BEGIN Information provided
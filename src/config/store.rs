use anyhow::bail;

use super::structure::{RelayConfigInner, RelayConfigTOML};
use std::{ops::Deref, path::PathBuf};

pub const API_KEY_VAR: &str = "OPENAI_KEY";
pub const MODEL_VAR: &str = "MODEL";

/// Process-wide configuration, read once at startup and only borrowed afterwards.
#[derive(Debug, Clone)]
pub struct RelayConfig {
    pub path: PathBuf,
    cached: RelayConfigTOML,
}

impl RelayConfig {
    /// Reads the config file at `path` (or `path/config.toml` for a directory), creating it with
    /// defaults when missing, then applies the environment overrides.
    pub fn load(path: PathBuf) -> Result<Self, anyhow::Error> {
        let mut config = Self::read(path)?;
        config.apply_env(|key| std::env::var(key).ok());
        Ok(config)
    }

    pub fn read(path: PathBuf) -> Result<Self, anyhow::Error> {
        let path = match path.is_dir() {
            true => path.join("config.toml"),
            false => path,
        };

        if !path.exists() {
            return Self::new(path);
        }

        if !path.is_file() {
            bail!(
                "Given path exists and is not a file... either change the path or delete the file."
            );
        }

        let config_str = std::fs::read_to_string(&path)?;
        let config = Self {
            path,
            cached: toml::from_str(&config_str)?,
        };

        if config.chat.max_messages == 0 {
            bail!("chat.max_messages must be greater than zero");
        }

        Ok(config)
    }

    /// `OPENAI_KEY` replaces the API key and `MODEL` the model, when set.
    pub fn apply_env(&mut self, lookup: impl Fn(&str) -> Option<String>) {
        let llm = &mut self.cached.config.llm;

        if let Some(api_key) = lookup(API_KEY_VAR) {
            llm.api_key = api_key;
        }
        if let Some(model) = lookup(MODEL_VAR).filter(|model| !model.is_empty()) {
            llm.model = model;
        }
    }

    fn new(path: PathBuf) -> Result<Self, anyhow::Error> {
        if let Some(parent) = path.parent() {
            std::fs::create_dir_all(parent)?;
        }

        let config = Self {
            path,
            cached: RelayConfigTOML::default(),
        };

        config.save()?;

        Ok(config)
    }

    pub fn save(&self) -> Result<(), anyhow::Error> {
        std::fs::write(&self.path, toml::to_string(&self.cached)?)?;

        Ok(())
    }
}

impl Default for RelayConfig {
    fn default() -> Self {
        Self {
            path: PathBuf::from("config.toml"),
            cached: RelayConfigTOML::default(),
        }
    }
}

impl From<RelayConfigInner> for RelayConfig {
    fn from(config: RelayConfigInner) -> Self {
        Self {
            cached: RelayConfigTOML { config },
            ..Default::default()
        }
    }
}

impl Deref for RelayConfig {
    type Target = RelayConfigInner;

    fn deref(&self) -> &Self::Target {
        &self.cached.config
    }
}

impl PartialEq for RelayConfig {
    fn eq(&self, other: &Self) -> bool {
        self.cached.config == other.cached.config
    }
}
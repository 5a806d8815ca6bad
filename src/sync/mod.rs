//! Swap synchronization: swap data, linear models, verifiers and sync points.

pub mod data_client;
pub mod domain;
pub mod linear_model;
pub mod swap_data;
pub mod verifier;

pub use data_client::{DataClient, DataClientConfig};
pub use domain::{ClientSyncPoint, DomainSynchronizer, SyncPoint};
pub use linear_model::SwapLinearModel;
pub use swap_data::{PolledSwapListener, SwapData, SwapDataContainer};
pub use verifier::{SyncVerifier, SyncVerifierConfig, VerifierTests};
END Information provided
BEGIN Information provided
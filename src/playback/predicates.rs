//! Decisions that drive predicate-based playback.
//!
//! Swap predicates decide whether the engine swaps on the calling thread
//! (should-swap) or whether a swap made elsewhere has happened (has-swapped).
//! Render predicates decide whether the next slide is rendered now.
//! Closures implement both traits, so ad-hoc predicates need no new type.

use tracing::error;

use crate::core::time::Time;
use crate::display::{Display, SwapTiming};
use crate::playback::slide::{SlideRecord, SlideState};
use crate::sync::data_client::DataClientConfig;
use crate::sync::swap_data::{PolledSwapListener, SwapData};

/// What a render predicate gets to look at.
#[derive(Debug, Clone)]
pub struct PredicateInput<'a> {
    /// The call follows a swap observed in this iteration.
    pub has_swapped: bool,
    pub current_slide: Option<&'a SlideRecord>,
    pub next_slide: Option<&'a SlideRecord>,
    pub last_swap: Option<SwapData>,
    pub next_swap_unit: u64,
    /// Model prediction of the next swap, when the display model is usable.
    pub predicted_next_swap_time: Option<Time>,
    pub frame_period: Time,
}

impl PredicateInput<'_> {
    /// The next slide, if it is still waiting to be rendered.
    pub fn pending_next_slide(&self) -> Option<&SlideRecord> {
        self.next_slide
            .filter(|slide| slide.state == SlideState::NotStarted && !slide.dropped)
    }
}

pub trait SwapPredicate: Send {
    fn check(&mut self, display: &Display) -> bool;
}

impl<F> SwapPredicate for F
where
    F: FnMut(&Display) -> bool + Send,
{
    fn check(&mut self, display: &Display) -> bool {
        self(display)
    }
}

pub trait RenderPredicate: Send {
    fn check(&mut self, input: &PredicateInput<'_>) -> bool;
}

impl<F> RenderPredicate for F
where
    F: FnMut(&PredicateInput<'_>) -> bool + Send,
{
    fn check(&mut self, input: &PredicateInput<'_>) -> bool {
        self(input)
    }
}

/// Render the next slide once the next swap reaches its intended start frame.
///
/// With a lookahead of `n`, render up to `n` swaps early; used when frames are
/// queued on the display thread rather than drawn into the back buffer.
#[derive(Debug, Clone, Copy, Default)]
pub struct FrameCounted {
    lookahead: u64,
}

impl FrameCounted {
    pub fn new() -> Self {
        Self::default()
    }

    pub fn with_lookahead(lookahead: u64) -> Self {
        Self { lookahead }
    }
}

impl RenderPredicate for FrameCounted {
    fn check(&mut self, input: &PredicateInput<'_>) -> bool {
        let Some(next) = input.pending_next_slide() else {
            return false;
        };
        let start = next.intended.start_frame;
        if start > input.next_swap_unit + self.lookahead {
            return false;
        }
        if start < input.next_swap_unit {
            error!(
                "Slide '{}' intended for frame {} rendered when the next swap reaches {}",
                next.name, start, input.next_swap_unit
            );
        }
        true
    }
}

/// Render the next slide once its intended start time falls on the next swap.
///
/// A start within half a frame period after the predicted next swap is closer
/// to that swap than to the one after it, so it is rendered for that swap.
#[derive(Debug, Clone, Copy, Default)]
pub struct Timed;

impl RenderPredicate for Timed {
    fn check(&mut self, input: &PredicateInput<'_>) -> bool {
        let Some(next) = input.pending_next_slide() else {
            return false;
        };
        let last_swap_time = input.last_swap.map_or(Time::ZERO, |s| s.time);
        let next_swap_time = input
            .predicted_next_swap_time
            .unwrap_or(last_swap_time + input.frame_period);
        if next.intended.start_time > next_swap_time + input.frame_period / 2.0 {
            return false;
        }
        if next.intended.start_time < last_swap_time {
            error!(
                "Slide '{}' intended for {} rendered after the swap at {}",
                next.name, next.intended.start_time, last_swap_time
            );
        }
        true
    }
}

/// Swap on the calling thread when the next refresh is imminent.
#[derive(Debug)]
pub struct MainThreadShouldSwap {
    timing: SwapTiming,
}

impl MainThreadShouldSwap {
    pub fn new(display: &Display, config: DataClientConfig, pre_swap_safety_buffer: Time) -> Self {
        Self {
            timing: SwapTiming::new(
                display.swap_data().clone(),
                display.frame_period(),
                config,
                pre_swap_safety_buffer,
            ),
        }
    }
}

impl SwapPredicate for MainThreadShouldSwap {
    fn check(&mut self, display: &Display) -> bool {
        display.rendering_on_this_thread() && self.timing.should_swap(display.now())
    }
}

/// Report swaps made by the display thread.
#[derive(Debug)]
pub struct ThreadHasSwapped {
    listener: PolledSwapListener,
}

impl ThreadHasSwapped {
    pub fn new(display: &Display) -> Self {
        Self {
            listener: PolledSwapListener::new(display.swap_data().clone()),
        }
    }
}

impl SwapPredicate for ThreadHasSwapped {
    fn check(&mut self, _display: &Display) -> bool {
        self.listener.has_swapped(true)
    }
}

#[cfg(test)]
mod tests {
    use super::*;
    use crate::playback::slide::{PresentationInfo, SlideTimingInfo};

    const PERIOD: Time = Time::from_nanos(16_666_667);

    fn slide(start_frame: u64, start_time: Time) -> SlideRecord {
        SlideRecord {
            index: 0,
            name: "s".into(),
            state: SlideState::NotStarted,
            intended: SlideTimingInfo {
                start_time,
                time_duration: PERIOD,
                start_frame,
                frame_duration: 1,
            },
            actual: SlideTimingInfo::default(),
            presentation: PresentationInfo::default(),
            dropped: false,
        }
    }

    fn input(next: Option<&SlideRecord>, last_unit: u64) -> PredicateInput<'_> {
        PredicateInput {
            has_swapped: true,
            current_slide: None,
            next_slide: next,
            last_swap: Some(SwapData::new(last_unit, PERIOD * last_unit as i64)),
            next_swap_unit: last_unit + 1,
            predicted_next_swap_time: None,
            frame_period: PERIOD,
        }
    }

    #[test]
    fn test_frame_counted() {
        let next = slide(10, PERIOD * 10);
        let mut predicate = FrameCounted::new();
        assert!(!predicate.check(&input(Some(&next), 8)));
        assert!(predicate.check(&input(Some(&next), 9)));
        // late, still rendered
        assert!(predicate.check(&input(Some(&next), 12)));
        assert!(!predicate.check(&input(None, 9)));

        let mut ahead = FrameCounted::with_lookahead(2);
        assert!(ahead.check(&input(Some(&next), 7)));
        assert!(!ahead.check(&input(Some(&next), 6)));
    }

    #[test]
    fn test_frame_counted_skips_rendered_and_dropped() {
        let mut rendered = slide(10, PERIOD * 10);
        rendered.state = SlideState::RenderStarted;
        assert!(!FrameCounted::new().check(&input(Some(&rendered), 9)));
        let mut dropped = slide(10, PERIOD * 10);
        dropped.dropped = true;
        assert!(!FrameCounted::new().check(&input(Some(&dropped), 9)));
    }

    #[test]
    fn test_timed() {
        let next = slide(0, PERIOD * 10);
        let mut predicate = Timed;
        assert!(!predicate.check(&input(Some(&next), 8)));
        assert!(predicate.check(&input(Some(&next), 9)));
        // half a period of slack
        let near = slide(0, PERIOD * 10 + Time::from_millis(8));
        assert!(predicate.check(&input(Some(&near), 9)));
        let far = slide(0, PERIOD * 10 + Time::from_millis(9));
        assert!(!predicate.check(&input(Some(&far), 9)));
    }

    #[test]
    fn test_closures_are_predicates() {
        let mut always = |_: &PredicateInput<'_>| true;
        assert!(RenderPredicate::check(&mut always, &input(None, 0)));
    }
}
END Information provided
• _Problem description_
Where the listing above reaches the line that contains "filename src/config/store.rs", start retyping, and finish with the line that contains "creating it with"; reproduce those lines exactly and no others.

• _Task solution_
filename src/config/store.rs
use anyhow::bail;

use super::structure::{RelayConfigInner, RelayConfigTOML};
use std::{ops::Deref, path::PathBuf};

pub const API_KEY_VAR: &str = "OPENAI_KEY";
pub const MODEL_VAR: &str = "MODEL";

/// Process-wide configuration, read once at startup and only borrowed afterwards.
#[derive(Debug, Clone)]
pub struct RelayConfig {
    pub path: PathBuf,
    cached: RelayConfigTOML,
}

impl RelayConfig {
    /// Reads the config file at `path` (or `path/config.toml` for a directory), creating it with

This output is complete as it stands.